• ACTION ITEM:
Count every line of these entries that holds the word "static", and reply with the number only.

• MATERIAL FOR THIS TASK:
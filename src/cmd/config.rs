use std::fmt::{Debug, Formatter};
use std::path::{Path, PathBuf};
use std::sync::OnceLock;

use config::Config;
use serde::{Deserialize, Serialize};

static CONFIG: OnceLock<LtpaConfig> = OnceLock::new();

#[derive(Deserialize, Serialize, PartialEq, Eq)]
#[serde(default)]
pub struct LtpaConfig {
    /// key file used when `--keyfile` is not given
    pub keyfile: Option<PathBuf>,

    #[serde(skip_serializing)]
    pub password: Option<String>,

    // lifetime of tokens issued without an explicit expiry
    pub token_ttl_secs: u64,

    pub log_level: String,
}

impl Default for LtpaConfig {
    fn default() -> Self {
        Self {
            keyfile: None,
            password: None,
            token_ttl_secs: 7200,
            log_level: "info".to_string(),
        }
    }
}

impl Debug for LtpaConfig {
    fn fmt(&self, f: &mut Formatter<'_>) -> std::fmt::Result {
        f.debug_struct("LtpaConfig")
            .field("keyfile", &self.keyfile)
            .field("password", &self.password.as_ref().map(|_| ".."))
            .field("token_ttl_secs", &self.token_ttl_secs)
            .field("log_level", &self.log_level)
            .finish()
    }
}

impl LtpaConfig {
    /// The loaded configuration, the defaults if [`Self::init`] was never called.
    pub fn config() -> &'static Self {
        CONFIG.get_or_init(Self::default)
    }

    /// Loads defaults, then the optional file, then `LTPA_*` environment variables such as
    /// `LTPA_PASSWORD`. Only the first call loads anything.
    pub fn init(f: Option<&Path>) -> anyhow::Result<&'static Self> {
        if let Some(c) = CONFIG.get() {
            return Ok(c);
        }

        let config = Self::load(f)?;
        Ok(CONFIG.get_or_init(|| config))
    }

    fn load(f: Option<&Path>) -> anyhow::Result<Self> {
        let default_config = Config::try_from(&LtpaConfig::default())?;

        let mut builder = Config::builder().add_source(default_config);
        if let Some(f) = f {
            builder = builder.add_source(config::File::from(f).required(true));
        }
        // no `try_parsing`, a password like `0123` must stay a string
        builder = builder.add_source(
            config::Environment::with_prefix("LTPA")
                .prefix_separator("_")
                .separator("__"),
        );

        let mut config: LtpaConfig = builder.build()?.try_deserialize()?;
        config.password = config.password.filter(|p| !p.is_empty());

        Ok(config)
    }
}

* * *

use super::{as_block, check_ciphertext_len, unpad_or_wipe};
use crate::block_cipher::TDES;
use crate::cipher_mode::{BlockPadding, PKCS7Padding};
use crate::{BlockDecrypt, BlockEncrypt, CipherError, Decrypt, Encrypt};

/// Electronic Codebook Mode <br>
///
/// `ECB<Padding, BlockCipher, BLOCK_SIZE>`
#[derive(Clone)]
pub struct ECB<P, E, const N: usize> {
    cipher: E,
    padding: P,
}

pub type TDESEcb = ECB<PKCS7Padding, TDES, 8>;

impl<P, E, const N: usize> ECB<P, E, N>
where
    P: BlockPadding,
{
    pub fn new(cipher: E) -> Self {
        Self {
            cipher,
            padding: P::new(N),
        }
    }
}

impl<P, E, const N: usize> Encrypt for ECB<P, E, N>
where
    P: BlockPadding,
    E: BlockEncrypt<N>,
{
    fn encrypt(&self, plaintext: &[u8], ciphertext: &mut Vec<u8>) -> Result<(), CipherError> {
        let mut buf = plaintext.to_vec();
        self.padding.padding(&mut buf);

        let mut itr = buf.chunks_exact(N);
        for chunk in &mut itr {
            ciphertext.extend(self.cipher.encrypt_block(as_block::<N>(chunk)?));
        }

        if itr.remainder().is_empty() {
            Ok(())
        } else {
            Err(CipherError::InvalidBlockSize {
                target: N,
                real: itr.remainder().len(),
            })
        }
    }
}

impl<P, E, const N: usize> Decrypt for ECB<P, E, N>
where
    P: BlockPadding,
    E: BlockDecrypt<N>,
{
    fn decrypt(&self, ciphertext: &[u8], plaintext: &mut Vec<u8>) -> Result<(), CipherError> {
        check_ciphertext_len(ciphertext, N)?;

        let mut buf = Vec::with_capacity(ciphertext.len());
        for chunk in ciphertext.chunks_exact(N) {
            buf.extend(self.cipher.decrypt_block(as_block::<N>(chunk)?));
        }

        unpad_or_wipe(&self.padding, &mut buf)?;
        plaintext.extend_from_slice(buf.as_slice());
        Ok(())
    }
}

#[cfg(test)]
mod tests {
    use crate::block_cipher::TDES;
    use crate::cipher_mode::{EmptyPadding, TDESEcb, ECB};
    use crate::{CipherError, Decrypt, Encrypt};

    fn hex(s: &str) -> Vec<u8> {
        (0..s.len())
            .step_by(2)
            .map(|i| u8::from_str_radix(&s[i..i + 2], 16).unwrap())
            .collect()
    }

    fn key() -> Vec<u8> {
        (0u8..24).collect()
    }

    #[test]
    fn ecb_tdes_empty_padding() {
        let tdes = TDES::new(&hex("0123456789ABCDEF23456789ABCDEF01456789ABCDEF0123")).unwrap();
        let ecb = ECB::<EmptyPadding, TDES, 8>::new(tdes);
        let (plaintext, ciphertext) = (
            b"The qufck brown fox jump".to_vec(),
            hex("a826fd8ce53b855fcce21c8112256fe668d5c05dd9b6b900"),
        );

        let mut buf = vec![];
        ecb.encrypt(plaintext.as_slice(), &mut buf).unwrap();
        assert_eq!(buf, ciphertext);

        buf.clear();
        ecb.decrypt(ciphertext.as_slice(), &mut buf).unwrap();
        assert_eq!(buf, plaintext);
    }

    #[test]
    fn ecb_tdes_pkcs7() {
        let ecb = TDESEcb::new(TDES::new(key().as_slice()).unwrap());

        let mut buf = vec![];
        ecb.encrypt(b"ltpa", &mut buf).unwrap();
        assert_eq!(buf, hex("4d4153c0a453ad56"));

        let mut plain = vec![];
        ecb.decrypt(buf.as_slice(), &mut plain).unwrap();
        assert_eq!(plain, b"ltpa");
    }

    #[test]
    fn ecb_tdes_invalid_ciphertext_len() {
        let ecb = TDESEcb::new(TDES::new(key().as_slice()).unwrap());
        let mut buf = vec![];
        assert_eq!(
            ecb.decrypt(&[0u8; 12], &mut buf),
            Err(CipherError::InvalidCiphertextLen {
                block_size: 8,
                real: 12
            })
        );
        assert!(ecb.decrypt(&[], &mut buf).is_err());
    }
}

...

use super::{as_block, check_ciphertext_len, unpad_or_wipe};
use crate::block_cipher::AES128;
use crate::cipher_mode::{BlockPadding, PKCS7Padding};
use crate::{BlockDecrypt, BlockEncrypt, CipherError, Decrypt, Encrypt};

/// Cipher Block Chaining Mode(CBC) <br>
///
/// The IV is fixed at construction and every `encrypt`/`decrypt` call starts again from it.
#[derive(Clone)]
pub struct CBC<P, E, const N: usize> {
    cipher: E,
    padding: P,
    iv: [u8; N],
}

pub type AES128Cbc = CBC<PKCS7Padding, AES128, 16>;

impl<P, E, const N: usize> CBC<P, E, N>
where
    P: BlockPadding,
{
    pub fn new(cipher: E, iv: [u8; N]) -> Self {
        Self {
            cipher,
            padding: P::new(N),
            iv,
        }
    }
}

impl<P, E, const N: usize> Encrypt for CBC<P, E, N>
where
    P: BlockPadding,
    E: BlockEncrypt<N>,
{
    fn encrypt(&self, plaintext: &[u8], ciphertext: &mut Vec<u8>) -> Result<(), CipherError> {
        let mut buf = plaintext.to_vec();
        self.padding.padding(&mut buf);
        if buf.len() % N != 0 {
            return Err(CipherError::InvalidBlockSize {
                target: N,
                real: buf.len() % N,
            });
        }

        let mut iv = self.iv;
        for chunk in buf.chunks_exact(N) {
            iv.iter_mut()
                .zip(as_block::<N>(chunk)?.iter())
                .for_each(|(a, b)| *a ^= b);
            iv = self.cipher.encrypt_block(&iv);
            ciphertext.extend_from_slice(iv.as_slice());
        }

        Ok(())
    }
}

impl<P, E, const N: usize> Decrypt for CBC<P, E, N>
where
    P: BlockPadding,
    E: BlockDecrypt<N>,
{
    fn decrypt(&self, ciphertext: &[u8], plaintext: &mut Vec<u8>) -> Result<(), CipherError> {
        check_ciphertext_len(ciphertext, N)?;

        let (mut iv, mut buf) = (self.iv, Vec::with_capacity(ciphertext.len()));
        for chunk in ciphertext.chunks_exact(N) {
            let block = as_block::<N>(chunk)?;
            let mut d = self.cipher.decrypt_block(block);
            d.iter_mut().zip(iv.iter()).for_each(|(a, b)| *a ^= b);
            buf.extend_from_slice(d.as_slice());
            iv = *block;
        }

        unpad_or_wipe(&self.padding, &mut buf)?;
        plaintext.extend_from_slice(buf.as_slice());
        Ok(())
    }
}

• RESULT OF THIS TASK:
3